> [WHAT TO DO]
Each line of the data that mentions the string "fires" needs to be identified and copied.

::::

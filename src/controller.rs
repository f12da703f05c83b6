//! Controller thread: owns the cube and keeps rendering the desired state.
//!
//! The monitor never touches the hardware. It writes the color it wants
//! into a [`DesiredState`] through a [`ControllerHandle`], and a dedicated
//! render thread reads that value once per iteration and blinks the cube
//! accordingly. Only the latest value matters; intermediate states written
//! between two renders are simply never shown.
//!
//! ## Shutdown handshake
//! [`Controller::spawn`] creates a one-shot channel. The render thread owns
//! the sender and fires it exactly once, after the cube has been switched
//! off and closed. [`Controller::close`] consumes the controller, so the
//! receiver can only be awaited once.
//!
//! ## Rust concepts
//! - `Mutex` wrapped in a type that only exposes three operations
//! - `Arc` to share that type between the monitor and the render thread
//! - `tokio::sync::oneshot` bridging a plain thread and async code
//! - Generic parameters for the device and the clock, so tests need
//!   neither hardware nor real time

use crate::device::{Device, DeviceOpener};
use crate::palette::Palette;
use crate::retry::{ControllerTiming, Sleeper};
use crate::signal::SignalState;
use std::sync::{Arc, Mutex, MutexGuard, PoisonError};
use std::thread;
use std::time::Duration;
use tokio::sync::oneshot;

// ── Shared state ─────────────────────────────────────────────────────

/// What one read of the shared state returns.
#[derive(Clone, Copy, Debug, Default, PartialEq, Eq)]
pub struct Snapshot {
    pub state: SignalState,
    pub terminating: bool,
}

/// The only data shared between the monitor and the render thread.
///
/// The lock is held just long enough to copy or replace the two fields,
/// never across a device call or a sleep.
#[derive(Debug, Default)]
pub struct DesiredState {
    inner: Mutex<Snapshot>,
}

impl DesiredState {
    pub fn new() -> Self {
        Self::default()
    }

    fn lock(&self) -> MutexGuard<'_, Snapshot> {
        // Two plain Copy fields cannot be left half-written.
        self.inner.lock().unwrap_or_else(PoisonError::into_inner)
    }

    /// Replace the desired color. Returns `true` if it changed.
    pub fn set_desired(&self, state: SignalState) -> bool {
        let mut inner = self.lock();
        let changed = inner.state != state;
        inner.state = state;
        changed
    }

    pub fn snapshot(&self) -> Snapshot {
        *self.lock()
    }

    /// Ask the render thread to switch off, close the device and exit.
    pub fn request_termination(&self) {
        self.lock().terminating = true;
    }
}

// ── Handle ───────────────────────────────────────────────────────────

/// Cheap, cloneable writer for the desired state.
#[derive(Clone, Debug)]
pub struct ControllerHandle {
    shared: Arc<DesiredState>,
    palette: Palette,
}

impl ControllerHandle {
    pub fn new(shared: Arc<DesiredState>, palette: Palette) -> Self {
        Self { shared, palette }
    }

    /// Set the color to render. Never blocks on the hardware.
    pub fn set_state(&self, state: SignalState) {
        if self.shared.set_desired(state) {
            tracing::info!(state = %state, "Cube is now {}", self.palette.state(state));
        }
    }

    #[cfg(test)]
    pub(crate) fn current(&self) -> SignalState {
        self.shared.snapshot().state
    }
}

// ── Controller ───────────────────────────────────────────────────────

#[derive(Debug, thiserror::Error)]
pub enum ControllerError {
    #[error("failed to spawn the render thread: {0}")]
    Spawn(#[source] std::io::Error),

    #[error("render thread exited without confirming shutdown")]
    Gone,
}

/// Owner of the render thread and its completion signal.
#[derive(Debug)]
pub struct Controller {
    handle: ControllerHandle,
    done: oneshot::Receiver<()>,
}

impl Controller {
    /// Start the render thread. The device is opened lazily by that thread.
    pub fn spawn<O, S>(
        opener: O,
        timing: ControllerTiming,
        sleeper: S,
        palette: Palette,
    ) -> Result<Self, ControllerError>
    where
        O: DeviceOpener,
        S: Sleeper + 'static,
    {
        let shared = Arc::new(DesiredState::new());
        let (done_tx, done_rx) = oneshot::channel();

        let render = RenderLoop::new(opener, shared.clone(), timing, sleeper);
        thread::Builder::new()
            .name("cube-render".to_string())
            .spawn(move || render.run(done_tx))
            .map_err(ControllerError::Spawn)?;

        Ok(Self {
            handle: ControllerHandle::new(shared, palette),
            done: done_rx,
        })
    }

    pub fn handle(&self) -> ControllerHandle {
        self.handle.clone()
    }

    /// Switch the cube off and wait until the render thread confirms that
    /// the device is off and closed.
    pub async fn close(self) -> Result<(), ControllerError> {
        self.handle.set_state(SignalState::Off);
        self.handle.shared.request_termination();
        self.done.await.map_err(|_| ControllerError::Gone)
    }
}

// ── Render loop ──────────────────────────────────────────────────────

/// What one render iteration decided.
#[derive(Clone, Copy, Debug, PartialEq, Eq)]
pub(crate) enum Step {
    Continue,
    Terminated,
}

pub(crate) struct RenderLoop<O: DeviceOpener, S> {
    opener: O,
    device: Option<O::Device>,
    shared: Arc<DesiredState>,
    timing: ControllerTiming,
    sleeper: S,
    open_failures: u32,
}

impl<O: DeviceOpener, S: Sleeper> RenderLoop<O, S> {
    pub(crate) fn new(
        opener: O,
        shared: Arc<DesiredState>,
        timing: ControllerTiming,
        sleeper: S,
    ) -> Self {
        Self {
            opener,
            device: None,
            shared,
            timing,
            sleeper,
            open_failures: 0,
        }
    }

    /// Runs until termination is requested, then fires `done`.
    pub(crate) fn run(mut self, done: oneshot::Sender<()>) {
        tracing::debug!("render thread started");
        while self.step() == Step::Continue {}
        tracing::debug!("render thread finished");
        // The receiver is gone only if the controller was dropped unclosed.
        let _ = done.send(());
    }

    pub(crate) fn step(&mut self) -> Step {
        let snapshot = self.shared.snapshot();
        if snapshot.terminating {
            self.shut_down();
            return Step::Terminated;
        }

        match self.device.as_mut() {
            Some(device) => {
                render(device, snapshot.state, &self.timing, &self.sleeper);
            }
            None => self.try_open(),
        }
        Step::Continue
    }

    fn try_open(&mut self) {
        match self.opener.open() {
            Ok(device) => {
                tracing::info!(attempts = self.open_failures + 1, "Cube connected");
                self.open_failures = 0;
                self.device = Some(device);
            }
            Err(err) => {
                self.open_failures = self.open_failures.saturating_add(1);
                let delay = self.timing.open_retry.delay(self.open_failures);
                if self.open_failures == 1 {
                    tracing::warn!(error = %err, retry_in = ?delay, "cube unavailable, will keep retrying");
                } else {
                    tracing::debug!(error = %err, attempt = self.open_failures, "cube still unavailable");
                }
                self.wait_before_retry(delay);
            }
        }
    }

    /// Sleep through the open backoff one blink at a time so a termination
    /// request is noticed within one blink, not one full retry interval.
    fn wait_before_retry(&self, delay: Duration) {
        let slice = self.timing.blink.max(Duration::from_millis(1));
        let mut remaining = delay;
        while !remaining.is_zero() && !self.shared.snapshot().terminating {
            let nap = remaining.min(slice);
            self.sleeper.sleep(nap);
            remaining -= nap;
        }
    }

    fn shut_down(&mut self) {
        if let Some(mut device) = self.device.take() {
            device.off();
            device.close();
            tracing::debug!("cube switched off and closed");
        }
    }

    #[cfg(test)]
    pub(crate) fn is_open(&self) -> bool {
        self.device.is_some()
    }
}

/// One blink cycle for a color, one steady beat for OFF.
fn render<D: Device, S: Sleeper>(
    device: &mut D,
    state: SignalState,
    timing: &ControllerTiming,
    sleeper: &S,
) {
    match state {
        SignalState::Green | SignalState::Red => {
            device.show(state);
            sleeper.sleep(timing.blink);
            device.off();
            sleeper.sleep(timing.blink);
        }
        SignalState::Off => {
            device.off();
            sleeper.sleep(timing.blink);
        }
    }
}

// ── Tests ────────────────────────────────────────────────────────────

::::

> [ANSWER BOX]
//! the sender and fires it exactly once, after the cube has been switched
    /// Runs until termination is requested, then fires `done`.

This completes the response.